-- DATA TO PROCESS follows --
//! oppsql – shaping OMNeT++ SQLite result files into analysis ready tables.
//!
//! A result database stores runs, the attributes and parameters of each run,
//! vector metadata and vector samples in separate, normalized tables. The
//! interesting questions ("collisions per `nCars` and repetition", "average
//! speed for `nCars` 320") need a join per attribute of interest. This crate
//! builds those joins from a compact grouping specification and hands back a
//! typed [`table::Table`].
//!
//! ## Modules
//! * [`grouping`] – The accepted shapes of grouping and variable specifications
//!   and their canonical form.
//! * [`value`] – [`value::Scalar`], the attribute value type, with ordered type
//!   inference (bool, int, float, text).
//! * [`query`] – A SELECT builder with numbered parameters, row filters and
//!   aggregates.
//! * [`vector`] – Statement construction and result assembly for vector samples.
//! * [`table`] – Typed columns, categoricals and casting.
//! * [`param`] – Unique parameter lookup and iteration variable discovery.
//! * [`database`] – A result file handle opening one read-only connection per call.
//! * [`server`] – JSON over HTTP access to a [`database::Database`].
//!
//! ## Grouping
//! `by` names the run attributes that label each sample. It may be a single
//! name, a list of names, or a list of `(name, filter)` pairs where the filter
//! restricts the attribute to the given values. Attributes restricted to a
//! single value are not returned as columns (they would be constant) unless
//! [`vector::VectorOptions::self_descriptive`] is set.
//!
//! ## Quick Start
//! ```
//! use rusqlite::Connection;
//! use oppsql::schema::SCHEMA;
//! use oppsql::vector::{vector, VectorOptions};
//! let conn = Connection::open_in_memory().unwrap();
//! conn.execute_batch(SCHEMA).unwrap();
//! conn.execute_batch("
//!     insert into run values (1, 1, 'General-0', -12);
//!     insert into runattr values (1, 1, 'nCars', '10');
//!     insert into vector (dbId, vectorId, runId, moduleName, vectorName)
//!         values (1, 1, 1, 'Net.car[0]', 'speed');
//!     insert into vectordata values (1, 1, 0, 1000000000000, 13.9);
//! ").unwrap();
//! let table = vector(&conn, "nCars", "speed", &VectorOptions::default()).unwrap();
//! assert_eq!(table.column_names(), vec!["nCars", "speed"]);
//! assert_eq!(table.len(), 1);
//! ```

pub mod database;
pub mod error;
pub mod grouping;
pub mod logging;
pub mod param;
pub mod query;
pub mod schema;
pub mod server;
pub mod settings;
pub mod table;
pub mod value;
pub mod vector;

pub use database::Database;
pub use error::{OppsqlError, Result};
pub use grouping::{FilterSpec, GroupingSpec, VariableSpec};
pub use param::{fetch_iteration_variables, fetch_parameter, fetch_scalar};
pub use table::Table;
pub use value::Scalar;
pub use vector::{fetch_vector, VectorOptions};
-- DATA TO PROCESS concluded --
GOAL OF THE EXERCISE:
Reproduce every entry above. Make each line identical to the original.

REPLY TO THE TASK:
//! oppsql – shaping OMNeT++ SQLite result files into analysis ready tables.
//!
//! A result database stores runs, the attributes and parameters of each run,
//! vector metadata and vector samples in separate, normalized tables. The
//! interesting questions ("collisions per `nCars` and repetition", "average
//! speed for `nCars` 320") need a join per attribute of interest. This crate
//! builds those joins from a compact grouping specification and hands back a
//! typed [`table::Table`].
//!
//! ## Modules
//! * [`grouping`] – The accepted shapes of grouping and variable specifications
//!   and their canonical form.
//! * [`value`] – [`value::Scalar`], the attribute value type, with ordered type
//!   inference (bool, int, float, text).
//! * [`query`] – A SELECT builder with numbered parameters, row filters and
//!   aggregates.
//! * [`vector`] – Statement construction and result assembly for vector samples.
//! * [`table`] – Typed columns, categoricals and casting.
//! * [`param`] – Unique parameter lookup and iteration variable discovery.
//! * [`database`] – A result file handle opening one read-only connection per call.
//! * [`server`] – JSON over HTTP access to a [`database::Database`].
//!
//! ## Grouping
//! `by` names the run attributes that label each sample. It may be a single
//! name, a list of names, or a list of `(name, filter)` pairs where the filter
//! restricts the attribute to the given values. Attributes restricted to a
//! single value are not returned as columns (they would be constant) unless
//! [`vector::VectorOptions::self_descriptive`] is set.
//!
//! ## Quick Start
//! ```
//! use rusqlite::Connection;
//! use oppsql::schema::SCHEMA;
//! use oppsql::vector::{vector, VectorOptions};
//! let conn = Connection::open_in_memory().unwrap();
//! conn.execute_batch(SCHEMA).unwrap();
//! conn.execute_batch("
//!     insert into run values (1, 1, 'General-0', -12);
//!     insert into runattr values (1, 1, 'nCars', '10');
//!     insert into vector (dbId, vectorId, runId, moduleName, vectorName)
//!         values (1, 1, 1, 'Net.car[0]', 'speed');
//!     insert into vectordata values (1, 1, 0, 1000000000000, 13.9);
//! ").unwrap();
//! let table = vector(&conn, "nCars", "speed", &VectorOptions::default()).unwrap();
//! assert_eq!(table.column_names(), vec!["nCars", "speed"]);
//! assert_eq!(table.len(), 1);
//! ```

pub mod database;
pub mod error;
pub mod grouping;
pub mod logging;
pub mod param;
pub mod query;
pub mod schema;
pub mod server;
pub mod settings;
pub mod table;
pub mod value;
pub mod vector;

pub use database::Database;
pub use error::{OppsqlError, Result};
pub use grouping::{FilterSpec, GroupingSpec, VariableSpec};
pub use param::{fetch_iteration_variables, fetch_parameter, fetch_scalar};
pub use table::Table;
pub use value::Scalar;
pub use vector::{fetch_vector, VectorOptions};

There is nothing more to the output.